By a system of protective tariffs and other encouragements,
he hoped to create a diversified national economy in which factory and farm,
town and country, would exchange a growing number of commodities. The wealth of
the nation would increase with the development of mechanized industry and the
fuller employment of the labor force. Diverse economic interests would develop
in different parts of the country and would create a continental market economy.

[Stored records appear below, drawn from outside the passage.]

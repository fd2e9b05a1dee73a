use crate::guard::FileGuard;
use crate::{write_atomic, StoreError};
use liftoff_schema::{EnvName, Lock, LockKey, LockRequest, LockToken, ProjectName, RecordKey, RecordKind};
use std::fs;
use std::path::{Path, PathBuf};

/// JSON file tree holding records and locks.
///
/// Layout below `root`:
///
/// ```text
/// {project}/{env}/.guard
/// {project}/{env}/environment.json
/// {project}/{env}/resources/{name}.json
/// {project}/{env}/services/{name}.json
/// {project}/{env}/locks/environment.lock
/// {project}/{env}/locks/{resources|services}/{name}.lock
/// {project}/{env}/tfstate/{resources|services}/{name}.tfstate
/// ```
///
/// Every mutation runs under the environment's `.guard` file lock, so a
/// token check and the write it authorizes cannot interleave with another
/// process. This type is synchronous; [`LocalBackend`](crate::LocalBackend)
/// and the reference server wrap it.
#[derive(Debug, Clone)]
pub struct FileStateTree {
    root: PathBuf,
}

impl FileStateTree {
    pub fn new(root: impl Into<PathBuf>) -> Self {
        Self { root: root.into() }
    }

    #[inline]
    pub fn root(&self) -> &Path {
        &self.root
    }

    fn env_dir(&self, project: &ProjectName, environment: &EnvName) -> PathBuf {
        self.root.join(project.as_str()).join(environment.as_str())
    }

    fn guard(&self, project: &ProjectName, environment: &EnvName) -> Result<FileGuard, StoreError> {
        FileGuard::acquire(&self.env_dir(project, environment).join(".guard"))
    }

    fn read_lock_file(&self, key: &LockKey) -> Result<Option<Lock>, StoreError> {
        let path = self.root.join(key.path());
        match fs::read(&path) {
            Ok(bytes) => Ok(Some(serde_json::from_slice(&bytes)?)),
            Err(e) if e.kind() == std::io::ErrorKind::NotFound => Ok(None),
            Err(e) => Err(e.into()),
        }
    }

    /// Fail with `LockMismatch` unless `token` belongs to the live lock on `key`.
    fn check_token(&self, key: &LockKey, token: &LockToken) -> Result<Lock, StoreError> {
        match self.read_lock_file(key)? {
            Some(lock) if lock.token == *token && lock.is_live() => Ok(lock),
            _ => Err(StoreError::LockMismatch {
                key: key.to_string(),
            }),
        }
    }

    pub fn acquire_lock(&self, key: &LockKey, request: &LockRequest) -> Result<Lock, StoreError> {
        let _guard = self.guard(&key.project, &key.environment)?;
        if let Some(existing) = self.read_lock_file(key)? {
            if existing.is_live() {
                return Err(StoreError::LockHeld(Box::new(existing)));
            }
            tracing::info!(
                key = %key,
                previous_holder = %existing.holder,
                "taking over expired lock"
            );
        }
        let lock = request.grant(key, chrono::Utc::now());
        write_atomic(&self.root.join(key.path()), &serde_json::to_vec_pretty(&lock)?)?;
        Ok(lock)
    }

    pub fn release_lock(&self, key: &LockKey, token: &LockToken) -> Result<(), StoreError> {
        let _guard = self.guard(&key.project, &key.environment)?;
        self.check_token(key, token)?;
        fs::remove_file(self.root.join(key.path()))?;
        Ok(())
    }

    pub fn force_release_lock(&self, key: &LockKey) -> Result<Option<Lock>, StoreError> {
        let _guard = self.guard(&key.project, &key.environment)?;
        let existing = self.read_lock_file(key)?;
        if existing.is_some() {
            fs::remove_file(self.root.join(key.path()))?;
        }
        Ok(existing)
    }

    pub fn read_lock(&self, key: &LockKey) -> Result<Option<Lock>, StoreError> {
        self.read_lock_file(key)
    }

    pub fn read(&self, key: &RecordKey) -> Result<Option<Vec<u8>>, StoreError> {
        match fs::read(self.root.join(key.path())) {
            Ok(bytes) => Ok(Some(bytes)),
            Err(e) if e.kind() == std::io::ErrorKind::NotFound => Ok(None),
            Err(e) => Err(e.into()),
        }
    }

    pub fn write(&self, key: &RecordKey, data: &[u8], token: &LockToken) -> Result<(), StoreError> {
        let _guard = self.guard(&key.project, &key.environment)?;
        self.check_token(&key.lock_key(), token)?;
        write_atomic(&self.root.join(key.path()), data)
    }

    /// Removing an absent record succeeds once the token checks out.
    pub fn remove(&self, key: &RecordKey, token: &LockToken) -> Result<(), StoreError> {
        let _guard = self.guard(&key.project, &key.environment)?;
        self.check_token(&key.lock_key(), token)?;
        match fs::remove_file(self.root.join(key.path())) {
            Ok(()) => Ok(()),
            Err(e) if e.kind() == std::io::ErrorKind::NotFound => Ok(()),
            Err(e) => Err(e.into()),
        }
    }

    /// Provisioning engine state of one unit, next to its record.
    pub fn engine_state_path(&self, key: &RecordKey) -> PathBuf {
        let dir = self.env_dir(&key.project, &key.environment).join("tfstate");
        match &key.name {
            Some(name) => dir
                .join(key.kind.collection())
                .join(format!("{name}.tfstate")),
            None => dir.join("environment.tfstate"),
        }
    }

    pub fn read_engine_state(&self, key: &RecordKey) -> Result<Option<Vec<u8>>, StoreError> {
        match fs::read(self.engine_state_path(key)) {
            Ok(bytes) => Ok(Some(bytes)),
            Err(e) if e.kind() == std::io::ErrorKind::NotFound => Ok(None),
            Err(e) => Err(e.into()),
        }
    }

    /// Engine state writes are gated by the same lock as the record.
    pub fn write_engine_state(
        &self,
        key: &RecordKey,
        data: &[u8],
        token: &LockToken,
    ) -> Result<(), StoreError> {
        let _guard = self.guard(&key.project, &key.environment)?;
        self.check_token(&key.lock_key(), token)?;
        write_atomic(&self.engine_state_path(key), data)
    }

    pub fn remove_engine_state(&self, key: &RecordKey, token: &LockToken) -> Result<(), StoreError> {
        let _guard = self.guard(&key.project, &key.environment)?;
        self.check_token(&key.lock_key(), token)?;
        match fs::remove_file(self.engine_state_path(key)) {
            Ok(()) => Ok(()),
            Err(e) if e.kind() == std::io::ErrorKind::NotFound => Ok(()),
            Err(e) => Err(e.into()),
        }
    }

    /// Names of the records of one kind, sorted.
    pub fn list(
        &self,
        project: &ProjectName,
        environment: &EnvName,
        kind: RecordKind,
    ) -> Result<Vec<String>, StoreError> {
        if kind == RecordKind::Environment {
            return self.list_environments(project);
        }
        let dir = self.env_dir(project, environment).join(kind.collection());
        list_stems(&dir, "json")
    }

    /// Environments of a project that have an environment record, sorted.
    pub fn list_environments(&self, project: &ProjectName) -> Result<Vec<String>, StoreError> {
        let dir = self.root.join(project.as_str());
        if !dir.exists() {
            return Ok(Vec::new());
        }
        let mut names = Vec::new();
        for entry in fs::read_dir(&dir)? {
            let entry = entry?;
            if !entry.file_type()?.is_dir() {
                continue;
            }
            if entry.path().join("environment.json").is_file() {
                if let Some(name) = entry.file_name().to_str() {
                    names.push(name.to_owned());
                }
            }
        }
        names.sort();
        Ok(names)
    }
}

fn list_stems(dir: &Path, extension: &str) -> Result<Vec<String>, StoreError> {
    if !dir.exists() {
        return Ok(Vec::new());
    }
    let mut names = Vec::new();
    for entry in fs::read_dir(dir)? {
        let entry = entry?;
        let path = entry.path();
        if !entry.file_type()?.is_file() || path.extension().and_then(|e| e.to_str()) != Some(extension) {
            continue;
        }
        match path.file_stem().and_then(|s| s.to_str()) {
            Some(stem) if !stem.starts_with('.') => names.push(stem.to_owned()),
            _ => {}
        }
    }
    names.sort();
    Ok(names)
}

#[cfg(test)]
mod tests {
    use super::*;
    use liftoff_schema::OperationType;

    fn setup() -> (tempfile::TempDir, FileStateTree, ProjectName, EnvName) {
        let dir = tempfile::tempdir().unwrap();
        let tree = FileStateTree::new(dir.path());
        (dir, tree, ProjectName::new("shop"), EnvName::new("dev"))
    }

    #[test]
    fn second_acquire_fails_with_holder() {
        let (_dir, tree, p, e) = setup();
        let key = LockKey::resource(&p, &e, "db");
        tree.acquire_lock(
            &key,
            &LockRequest::new(OperationType::CreateResource).with_holder("first"),
        )
        .unwrap();
        let err = tree
            .acquire_lock(
                &key,
                &LockRequest::new(OperationType::CreateResource).with_holder("second"),
            )
            .unwrap_err();
        assert_eq!(err.lock_holder().map(|l| l.holder.as_str()), Some("first"));
    }

    #[test]
    fn expired_lock_is_taken_over() {
        let (_dir, tree, p, e) = setup();
        let key = LockKey::environment(&p, &e);
        let stale = tree
            .acquire_lock(&key, &LockRequest::new(OperationType::CreateEnvironment))
            .unwrap();
        let mut expired = stale.clone();
        expired.expires_at = Some("2000-01-01T00:00:00+00:00".to_owned());
        write_atomic(
            &tree.root().join(key.path()),
            &serde_json::to_vec(&expired).unwrap(),
        )
        .unwrap();

        let fresh = tree
            .acquire_lock(&key, &LockRequest::new(OperationType::CreateEnvironment))
            .unwrap();
        assert_ne!(fresh.token, stale.token);
    }

    #[test]
    fn write_requires_covering_lock() {
        let (_dir, tree, p, e) = setup();
        let record = RecordKey::resource(&p, &e, "db");
        let env_lock = tree
            .acquire_lock(
                &LockKey::environment(&p, &e),
                &LockRequest::new(OperationType::CreateEnvironment),
            )
            .unwrap();
        // The environment lock does not cover resource records.
        let err = tree.write(&record, b"{}", &env_lock.token).unwrap_err();
        assert!(matches!(err, StoreError::LockMismatch { .. }));
    }

    #[test]
    fn list_skips_foreign_files() {
        let (dir, tree, p, e) = setup();
        let res_dir = dir.path().join("shop/dev/resources");
        fs::create_dir_all(&res_dir).unwrap();
        fs::write(res_dir.join("db.json"), "{}").unwrap();
        fs::write(res_dir.join("notes.txt"), "x").unwrap();
        fs::write(res_dir.join(".hidden.json"), "{}").unwrap();
        assert_eq!(tree.list(&p, &e, RecordKind::Resource).unwrap(), vec!["db"]);
        assert!(tree.list(&p, &e, RecordKind::Service).unwrap().is_empty());
    }

    #[test]
    fn list_environments_requires_record() {
        let (dir, tree, p, _e) = setup();
        fs::create_dir_all(dir.path().join("shop/dev")).unwrap();
        fs::write(dir.path().join("shop/dev/environment.json"), "{}").unwrap();
        fs::create_dir_all(dir.path().join("shop/half-created/locks")).unwrap();
        assert_eq!(tree.list_environments(&p).unwrap(), vec!["dev"]);
        assert!(tree
            .list_environments(&ProjectName::new("other"))
            .unwrap()
            .is_empty());
    }

    #[test]
    fn engine_state_is_token_gated() {
        let (_dir, tree, p, e) = setup();
        let record = RecordKey::resource(&p, &e, "db");
        assert!(tree.read_engine_state(&record).unwrap().is_none());
        let lock = tree
            .acquire_lock(
                &record.lock_key(),
                &LockRequest::new(OperationType::CreateResource),
            )
            .unwrap();
        tree.write_engine_state(&record, b"{\"version\":4}", &lock.token)
            .unwrap();
        assert_eq!(
            tree.read_engine_state(&record).unwrap().as_deref(),
            Some(&b"{\"version\":4}"[..])
        );
        assert!(tree
            .engine_state_path(&record)
            .ends_with("shop/dev/tfstate/resources/db.tfstate"));

        tree.release_lock(&record.lock_key(), &lock.token).unwrap();
        let err = tree
            .write_engine_state(&record, b"{}", &lock.token)
            .unwrap_err();
        assert!(matches!(err, StoreError::LockMismatch { .. }));
    }
}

In addition, national security would be served by providing a domestic source of
strategic manufactures.
Although Hamilton's recommendations for a broad range of
tariffs and bounties to stimulate the growth of manufacturing were not adopted,
the "Report on Manufacturers" was Hamilton's most ambitious report and
had lasting importance. It was a passionate analysis of economic diversity that
echoes throughout history. As the poet William Carlos Williams wrote,
"(Y)ou wanted to organize the country so that we should all / stick
together and make a little money."
Collectively, Hamilton's financial programs succeeded in
restoring public credit and stimulating economic development. It united men of
commerce and finance and many others behind the national government. Hamilton
returned to New York City and public life at the beginning of 1795, after his 38 th birthday. The state of public affairs allowed him to retire. American finances
were in good order: by this time, the United State had the highest credit rating
in Europe of any nation, some of its bonds selling at 10 percent over par (in
other words, investors were paying premiums to hold them).

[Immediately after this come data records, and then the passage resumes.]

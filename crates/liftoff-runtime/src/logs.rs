use crate::RuntimeError;
use std::collections::BTreeMap;
use std::fs::{self, File, OpenOptions};
use std::io::{BufWriter, Write};
use std::path::{Path, PathBuf};
use std::sync::{Arc, Mutex, PoisonError};
use tracing::warn;

/// Receives the output of one unit's external commands, line by line.
pub trait LogSink: Send + Sync {
    fn line(&self, line: &str);

    /// Push buffered lines to durable storage.
    fn flush(&self) -> Result<(), RuntimeError>;

    /// Where a reader can find this log (a path for file sinks).
    fn reference(&self) -> Option<String>;
}

/// Hands out one sink per unit of a run.
pub trait LogSinkFactory: Send + Sync {
    fn open(&self, unit: &str) -> Result<Arc<dyn LogSink>, RuntimeError>;
}

pub struct FileLogSink {
    path: PathBuf,
    writer: Mutex<BufWriter<File>>,
}

impl FileLogSink {
    pub fn create(path: &Path) -> Result<Self, RuntimeError> {
        if let Some(parent) = path.parent() {
            fs::create_dir_all(parent)?;
        }
        let file = OpenOptions::new().create(true).append(true).open(path)?;
        Ok(Self {
            path: path.to_path_buf(),
            writer: Mutex::new(BufWriter::new(file)),
        })
    }

    pub fn path(&self) -> &Path {
        &self.path
    }
}

impl LogSink for FileLogSink {
    fn line(&self, line: &str) {
        let mut writer = self.writer.lock().unwrap_or_else(PoisonError::into_inner);
        if let Err(e) = writeln!(writer, "{line}") {
            warn!(path = %self.path.display(), error = %e, "failed to write log line");
        }
    }

    fn flush(&self) -> Result<(), RuntimeError> {
        let mut writer = self.writer.lock().unwrap_or_else(PoisonError::into_inner);
        writer.flush()?;
        writer.get_ref().sync_data()?;
        Ok(())
    }

    fn reference(&self) -> Option<String> {
        Some(self.path.display().to_string())
    }
}

impl Drop for FileLogSink {
    fn drop(&mut self) {
        let writer = self.writer.get_mut().unwrap_or_else(PoisonError::into_inner);
        let _ = writer.flush();
    }
}

/// `{log_dir}/{run_id}/{unit}.log`
pub struct LogDir {
    dir: PathBuf,
}

impl LogDir {
    pub fn new(log_dir: &Path, run_id: &str) -> Self {
        Self {
            dir: log_dir.join(run_id),
        }
    }

    pub fn path(&self) -> &Path {
        &self.dir
    }
}

impl LogSinkFactory for LogDir {
    fn open(&self, unit: &str) -> Result<Arc<dyn LogSink>, RuntimeError> {
        let sink = FileLogSink::create(&self.dir.join(format!("{unit}.log")))?;
        Ok(Arc::new(sink))
    }
}

#[derive(Default)]
pub struct MemorySink {
    lines: Mutex<Vec<String>>,
    flushed: Mutex<usize>,
}

impl MemorySink {
    pub fn new() -> Self {
        Self::default()
    }

    pub fn lines(&self) -> Vec<String> {
        self.lines
            .lock()
            .unwrap_or_else(PoisonError::into_inner)
            .clone()
    }

    /// Number of lines that were present at the last flush.
    pub fn flushed(&self) -> usize {
        *self.flushed.lock().unwrap_or_else(PoisonError::into_inner)
    }
}

impl LogSink for MemorySink {
    fn line(&self, line: &str) {
        self.lines
            .lock()
            .unwrap_or_else(PoisonError::into_inner)
            .push(line.to_owned());
    }

    fn flush(&self) -> Result<(), RuntimeError> {
        let count = self.lines.lock().unwrap_or_else(PoisonError::into_inner).len();
        *self.flushed.lock().unwrap_or_else(PoisonError::into_inner) = count;
        Ok(())
    }

    fn reference(&self) -> Option<String> {
        None
    }
}

/// In-memory sinks keyed by unit, for tests.
#[derive(Default)]
pub struct MemoryLogs {
    sinks: Mutex<BTreeMap<String, Arc<MemorySink>>>,
}

impl MemoryLogs {
    pub fn new() -> Self {
        Self::default()
    }

    pub fn get(&self, unit: &str) -> Option<Arc<MemorySink>> {
        self.sinks
            .lock()
            .unwrap_or_else(PoisonError::into_inner)
            .get(unit)
            .cloned()
    }
}

impl LogSinkFactory for MemoryLogs {
    fn open(&self, unit: &str) -> Result<Arc<dyn LogSink>, RuntimeError> {
        let sink = self
            .sinks
            .lock()
            .unwrap_or_else(PoisonError::into_inner)
            .entry(unit.to_owned())
            .or_default()
            .clone();
        Ok(sink)
    }
}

Hamilton became a national hero. Prosperity was so
widespread that for the first time in memory nearly everybody except the tobacco
planters was able to get out from under debt to Europe. Fresh capital was
pouring in from abroad and, together with the paper capital created by
Hamilton’s
system, it fueled an unprecedented burst of developmental energy. In New York,
the excess of money triggered a mania for getting rich quickly, but elsewhere
the money was translated into tangible improvements. Forty corporations - as
many as had been chartered in the colonial and Confederation periods
combined—were
chartered by state legislatures in 1791—92, nine of them for banks, the
remainder for manufacturing and for canals, turnpike roads, and water works.

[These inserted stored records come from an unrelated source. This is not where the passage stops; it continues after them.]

use super::{colorize_status, json_pretty, EXIT_SUCCESS};
use liftoff_core::{Context, CoreError};
use liftoff_schema::{EnvName, LockKey};
use std::sync::Arc;

pub async fn run(ctx: &Arc<Context>, name: &str, json: bool) -> Result<u8, CoreError> {
    let name = EnvName::new(name);
    let env = ctx.environment(&name).await?;
    let store = ctx.store();
    let resources = store.list_resources(ctx.project(), &name).await?;
    let services = store.list_services(ctx.project(), &name).await?;
    let lock = ctx
        .locks()
        .inspect(&LockKey::environment(ctx.project(), &name))
        .await?;

    if json {
        let payload = serde_json::json!({
            "name": name,
            "environment": env.record,
            "lock": lock,
            "resources": resources,
            "services": services,
        });
        println!("{}", json_pretty(&payload)?);
        return Ok(EXIT_SUCCESS);
    }

    let record = &env.record;
    let config = &record.provider_config;
    println!("environment: {name}");
    println!("type:        {}", record.env_type);
    println!("status:      {}", colorize_status(&record.status.to_string()));
    println!("provider:    {}", config.provider);
    println!("account:     {}", config.account_id);
    println!("region:      {}", config.region);
    println!("identity:    {}", config.identity);
    println!("bucket:      {}", config.artifact_bucket);
    println!("created_at:  {}", record.created_at);
    println!("updated_at:  {}", record.updated_at);
    if let Some(lock) = &lock {
        println!(
            "locked by:   {} ({} since {})",
            lock.holder, lock.operation, lock.acquired_at
        );
    }

    if !resources.is_empty() {
        println!();
        println!("{:<16} {:<12} {:<14} PROVIDER_ID", "RESOURCE", "PRODUCT", "STATUS");
        for r in &resources {
            let status = if r.attempted_inputs.is_some() {
                "failed".to_owned()
            } else {
                r.status.to_string()
            };
            println!(
                "{:<16} {:<12} {:<14} {}",
                r.name,
                r.product,
                colorize_status(&status),
                r.provider_id.as_deref().unwrap_or("-")
            );
        }
    }
    if !services.is_empty() {
        println!();
        println!("{:<16} {:<16} {:<15} URL", "SERVICE", "STATUS", "DEPLOYMENT");
        for s in &services {
            println!(
                "{:<16} {:<16} {:<15} {}",
                s.name,
                colorize_status(&s.status.to_string()),
                s.deployment_id.map_or_else(|| "-".to_owned(), |id| id.to_string()),
                s.service_url.as_deref().unwrap_or("-")
            );
        }
    }
    Ok(EXIT_SUCCESS)
}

Farmers, too, were faring well, and not just because they were getting good
prices for their products. Before the Hamiltonian system was enacted,
Massachusetts and Virginia had been levying a million dollars a year in direct
taxes on land, Connecticut more than $200,000, Pennsylvania $600,000. Almost all
these taxes were for servicing public debts, since the "civil lists"
or regular expenditures in each state were nominal. After Hamilton’s system
was adopted, these tax burdens disappeared, and in most places ordinary
landowners became as free from taxation, except for modest local needs, as in
the halcyon days before 1763.
Washington, on his tour through the South in 1791, made a
point of sounding out the popular mood, especially in areas that had opposed
ratification of the Constitution, and learned that the people "appeared to
be happy, contented and satisfied" with the national government.
Source material for Three Great Reports:
"Alexander Hamilton, American," by Richard Brookhiser, 1999, Simon
& Schuster, New York, NY. Buy at Amazon.com .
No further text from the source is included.